= Task goal =
Wherever the word "TraceLayer" appears in a line of the data, that line should be copied.

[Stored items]
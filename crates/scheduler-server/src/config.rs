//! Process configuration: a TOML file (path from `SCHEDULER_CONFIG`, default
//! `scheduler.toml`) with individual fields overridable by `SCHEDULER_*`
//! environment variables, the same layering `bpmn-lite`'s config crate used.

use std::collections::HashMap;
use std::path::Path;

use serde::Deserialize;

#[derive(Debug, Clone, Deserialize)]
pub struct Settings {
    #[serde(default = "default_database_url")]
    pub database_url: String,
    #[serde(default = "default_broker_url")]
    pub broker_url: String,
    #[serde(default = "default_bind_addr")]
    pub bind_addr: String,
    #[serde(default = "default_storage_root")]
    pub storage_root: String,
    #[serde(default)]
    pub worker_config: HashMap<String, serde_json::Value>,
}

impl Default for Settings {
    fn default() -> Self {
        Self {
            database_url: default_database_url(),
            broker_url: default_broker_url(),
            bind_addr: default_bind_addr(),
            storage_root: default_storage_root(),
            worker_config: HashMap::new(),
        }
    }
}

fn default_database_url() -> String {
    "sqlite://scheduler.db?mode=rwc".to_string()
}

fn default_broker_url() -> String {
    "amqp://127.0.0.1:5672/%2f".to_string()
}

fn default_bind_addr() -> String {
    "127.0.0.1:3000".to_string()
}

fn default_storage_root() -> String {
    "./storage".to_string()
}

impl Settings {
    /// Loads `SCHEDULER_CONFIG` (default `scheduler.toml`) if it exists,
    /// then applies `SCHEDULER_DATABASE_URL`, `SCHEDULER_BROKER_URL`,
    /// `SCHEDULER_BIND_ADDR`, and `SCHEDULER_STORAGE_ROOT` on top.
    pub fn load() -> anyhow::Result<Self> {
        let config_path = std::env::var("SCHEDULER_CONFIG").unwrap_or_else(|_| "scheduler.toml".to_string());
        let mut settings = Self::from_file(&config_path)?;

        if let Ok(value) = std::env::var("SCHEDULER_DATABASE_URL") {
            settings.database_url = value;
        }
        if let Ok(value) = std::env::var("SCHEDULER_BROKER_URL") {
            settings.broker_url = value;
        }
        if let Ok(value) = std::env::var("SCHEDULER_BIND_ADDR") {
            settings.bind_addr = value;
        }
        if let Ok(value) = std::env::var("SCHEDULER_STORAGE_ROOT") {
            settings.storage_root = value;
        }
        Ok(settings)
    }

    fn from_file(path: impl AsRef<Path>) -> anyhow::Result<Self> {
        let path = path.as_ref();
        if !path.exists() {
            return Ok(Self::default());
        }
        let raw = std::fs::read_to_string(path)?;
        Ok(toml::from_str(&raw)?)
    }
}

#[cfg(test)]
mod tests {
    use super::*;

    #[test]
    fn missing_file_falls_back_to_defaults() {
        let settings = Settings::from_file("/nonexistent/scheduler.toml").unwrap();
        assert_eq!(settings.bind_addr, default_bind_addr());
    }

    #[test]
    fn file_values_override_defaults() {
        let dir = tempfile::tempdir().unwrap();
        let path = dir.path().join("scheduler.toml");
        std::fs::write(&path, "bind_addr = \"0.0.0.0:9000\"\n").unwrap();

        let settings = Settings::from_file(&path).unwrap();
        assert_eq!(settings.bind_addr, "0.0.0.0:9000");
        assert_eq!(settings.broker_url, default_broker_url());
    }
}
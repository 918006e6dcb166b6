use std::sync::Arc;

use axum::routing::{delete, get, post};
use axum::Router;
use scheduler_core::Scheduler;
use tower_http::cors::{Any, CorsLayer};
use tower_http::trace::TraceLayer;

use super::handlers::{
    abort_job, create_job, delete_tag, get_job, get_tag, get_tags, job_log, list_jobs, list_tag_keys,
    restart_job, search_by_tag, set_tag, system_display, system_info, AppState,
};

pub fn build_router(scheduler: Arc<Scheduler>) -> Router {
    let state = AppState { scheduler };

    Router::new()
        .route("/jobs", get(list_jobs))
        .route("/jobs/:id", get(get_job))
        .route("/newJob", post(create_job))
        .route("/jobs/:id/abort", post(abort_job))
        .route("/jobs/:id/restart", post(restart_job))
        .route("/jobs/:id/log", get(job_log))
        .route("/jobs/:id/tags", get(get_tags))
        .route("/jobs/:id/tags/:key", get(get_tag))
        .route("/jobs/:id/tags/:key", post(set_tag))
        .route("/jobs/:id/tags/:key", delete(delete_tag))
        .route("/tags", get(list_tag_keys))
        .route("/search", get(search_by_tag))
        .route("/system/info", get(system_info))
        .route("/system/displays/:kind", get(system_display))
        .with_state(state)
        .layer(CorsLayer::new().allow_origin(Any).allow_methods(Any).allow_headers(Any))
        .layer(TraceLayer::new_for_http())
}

= Output for this task =
use tower_http::trace::TraceLayer;
        .layer(TraceLayer::new_for_http())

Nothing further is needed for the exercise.